■ Record excerpts:
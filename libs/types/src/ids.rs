//! Identifier types for ledger and market entities
//!
//! Accounts and token contracts are addressed by opaque 20-byte identifiers
//! rendered as `0x`-prefixed hex. Orders use UUID v7 for time-sortable
//! ordering.

use serde::{Deserialize, Serialize};
use std::fmt;
use std::str::FromStr;
use uuid::Uuid;

use crate::errors::ParseError;

/// Width of an address in bytes
pub const ADDRESS_LEN: usize = 20;

/// Opaque fixed-width account or contract address
///
/// Serialized as a lowercase `0x`-prefixed hex string.
#[derive(Debug, Clone, Copy, PartialEq, Eq, Hash, PartialOrd, Ord, Serialize, Deserialize)]
#[serde(try_from = "String", into = "String")]
pub struct Address([u8; ADDRESS_LEN]);

impl Address {
    /// The all-zero address
    pub const ZERO: Address = Address([0u8; ADDRESS_LEN]);

    /// Create from raw bytes
    pub const fn from_bytes(bytes: [u8; ADDRESS_LEN]) -> Self {
        Self(bytes)
    }

    /// Create an address whose low 8 bytes hold `value` (big-endian).
    ///
    /// Handy for deterministic fixtures.
    pub fn from_low_u64(value: u64) -> Self {
        let mut bytes = [0u8; ADDRESS_LEN];
        bytes[ADDRESS_LEN - 8..].copy_from_slice(&value.to_be_bytes());
        Self(bytes)
    }

    /// Get the raw bytes
    pub fn as_bytes(&self) -> &[u8; ADDRESS_LEN] {
        &self.0
    }

    /// Check if this is the zero address
    pub fn is_zero(&self) -> bool {
        self.0 == [0u8; ADDRESS_LEN]
    }
}

impl fmt::Display for Address {
    fn fmt(&self, f: &mut fmt::Formatter<'_>) -> fmt::Result {
        write!(f, "0x{}", hex::encode(self.0))
    }
}

impl FromStr for Address {
    type Err = ParseError;

    fn from_str(s: &str) -> Result<Self, Self::Err> {
        let digits = s
            .strip_prefix("0x")
            .or_else(|| s.strip_prefix("0X"))
            .unwrap_or(s);

        let bytes = hex::decode(digits).map_err(|e| ParseError::InvalidAddress {
            input: s.to_string(),
            reason: e.to_string(),
        })?;

        let bytes: [u8; ADDRESS_LEN] =
            bytes.try_into().map_err(|raw: Vec<u8>| ParseError::InvalidAddress {
                input: s.to_string(),
                reason: format!("expected {} bytes, got {}", ADDRESS_LEN, raw.len()),
            })?;

        Ok(Self(bytes))
    }
}

impl TryFrom<String> for Address {
    type Error = ParseError;

    fn try_from(value: String) -> Result<Self, Self::Error> {
        value.parse()
    }
}

impl From<Address> for String {
    fn from(address: Address) -> Self {
        address.to_string()
    }
}

/// Identifier of a listed security token: the token contract's address
pub type TokenId = Address;

/// Unique identifier for an order
///
/// Uses UUID v7 for time-based sorting. Orders can be efficiently
/// queried in chronological order using the embedded timestamp.
#[derive(Debug, Clone, Copy, PartialEq, Eq, Hash, Serialize, Deserialize)]
#[serde(transparent)]
pub struct OrderId(Uuid);

impl OrderId {
    /// Create a new OrderId with current timestamp
    pub fn new() -> Self {
        Self(Uuid::now_v7())
    }

    /// Create from existing UUID
    pub fn from_uuid(uuid: Uuid) -> Self {
        Self(uuid)
    }

    /// Get inner UUID
    pub fn as_uuid(&self) -> &Uuid {
        &self.0
    }
}

impl Default for OrderId {
    fn default() -> Self {
        Self::new()
    }
}

impl fmt::Display for OrderId {
    fn fmt(&self, f: &mut fmt::Formatter<'_>) -> fmt::Result {
        write!(f, "{}", self.0)
    }
}

#[cfg(test)]
mod tests {
    use super::*;

    #[test]
    fn test_address_display_roundtrip() {
        let addr: Address = "0x6b15841452B63FEF248837dbF3012BEB5a0C97A5".parse().unwrap();
        assert_eq!(addr.to_string(), "0x6b15841452b63fef248837dbf3012beb5a0c97a5");
        assert_eq!(addr.to_string().parse::<Address>().unwrap(), addr);
    }

    #[test]
    fn test_address_without_prefix() {
        let addr: Address = "a4703e892c41d6b85cbf16cdf80d5dd5e22b45d1".parse().unwrap();
        assert!(!addr.is_zero());
    }

    #[test]
    fn test_address_wrong_length() {
        let result = "0x1234".parse::<Address>();
        assert!(matches!(result, Err(ParseError::InvalidAddress { .. })));
    }

    #[test]
    fn test_address_bad_hex() {
        let result = "0xzz15841452b63fef248837dbf3012beb5a0c97a5".parse::<Address>();
        assert!(matches!(result, Err(ParseError::InvalidAddress { .. })));
    }

    #[test]
    fn test_address_from_low_u64() {
        let addr = Address::from_low_u64(0x2a);
        assert_eq!(addr.to_string(), "0x000000000000000000000000000000000000002a");
        assert_ne!(Address::from_low_u64(1), Address::from_low_u64(2));
        assert!(Address::ZERO.is_zero());
    }

    #[test]
    fn test_address_serialization() {
        let addr = Address::from_low_u64(7);
        let json = serde_json::to_string(&addr).unwrap();
        assert_eq!(json, "\"0x0000000000000000000000000000000000000007\"");

        let deserialized: Address = serde_json::from_str(&json).unwrap();
        assert_eq!(addr, deserialized);
    }

    #[test]
    fn test_address_deserialize_invalid() {
        let result: Result<Address, _> = serde_json::from_str("\"0xabc\"");
        assert!(result.is_err());
    }

    #[test]
    fn test_order_id_creation() {
        let id1 = OrderId::new();
        let id2 = OrderId::new();
        assert_ne!(id1, id2, "OrderIds should be unique");
    }

    #[test]
    fn test_order_id_serialization() {
        let id = OrderId::new();
        let json = serde_json::to_string(&id).unwrap();
        let deserialized: OrderId = serde_json::from_str(&json).unwrap();
        assert_eq!(id, deserialized);
    }
}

■ Problem description:
When a line of the data holds the string "Clone", pick it out and copy it.

■ Written response:
#[derive(Debug, Clone, Copy, PartialEq, Eq, Hash, PartialOrd, Ord, Serialize, Deserialize)]
#[derive(Debug, Clone, Copy, PartialEq, Eq, Hash, Serialize, Deserialize)]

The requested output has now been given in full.